◆ **RECORDS SHOWN**
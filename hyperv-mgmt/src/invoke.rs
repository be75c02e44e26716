//! Method invocation and interpretation of the raw result map.

use crate::error::{MgmtError, Result};
use crate::handle::RemoteObjectHandle;
use crate::method::RemoteMethod;
use crate::session::ManagementSession;
use crate::value::{Properties, PropertyMap};
use tracing::debug;

/// Return code for a method that completed synchronously.
pub const RETURN_COMPLETED: u32 = 0;
/// Return code for a method that started an asynchronous job.
pub const RETURN_JOB_STARTED: u32 = 4096;

/// Outcome of a single remote method call, before any job is followed.
#[derive(Debug, Clone)]
pub struct MethodCallResult {
    pub method: String,
    pub return_code: u32,
    pub job: Option<RemoteObjectHandle>,
    pub outputs: PropertyMap,
}

impl MethodCallResult {
    /// Interpret the output parameters of `method` as returned by the transport.
    pub fn from_outputs(session: &ManagementSession, method: &str, mut outputs: PropertyMap) -> Result<Self> {
        let return_code = outputs
            .remove("ReturnValue")
            .and_then(|v| v.as_u64())
            .and_then(|v| u32::try_from(v).ok())
            .ok_or_else(|| MgmtError::Invocation {
                method: method.to_string(),
                reason: "result has no ReturnValue".to_string(),
            })?;
        let job = outputs.get_path("Job").map(|path| session.adopt(path));
        outputs.remove("Job");

        Ok(Self {
            method: method.to_string(),
            return_code,
            job,
            outputs,
        })
    }

    pub fn started_job(&self) -> bool {
        self.return_code == RETURN_JOB_STARTED
    }
}

/// Send `method` to `target` and return the uninterpreted result.
pub async fn invoke<M: RemoteMethod>(
    session: &ManagementSession,
    target: &RemoteObjectHandle,
    method: &M,
) -> Result<MethodCallResult> {
    debug!(session = %session.id(), method = M::NAME, target = %target.path(), "Invoking method");
    let outputs = session.invoke_raw(target, M::NAME, method.encode()).await?;
    MethodCallResult::from_outputs(session, M::NAME, outputs)
}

◆ **INSTRUCTIONS TO FOLLOW**
Only lines holding the word "crate" belong in the answer; copy all of them from the records.

◆ **SOLUTION FOR THIS EXERCISE**
use crate::error::{MgmtError, Result};
use crate::handle::RemoteObjectHandle;
use crate::method::RemoteMethod;
use crate::session::ManagementSession;
use crate::value::{Properties, PropertyMap};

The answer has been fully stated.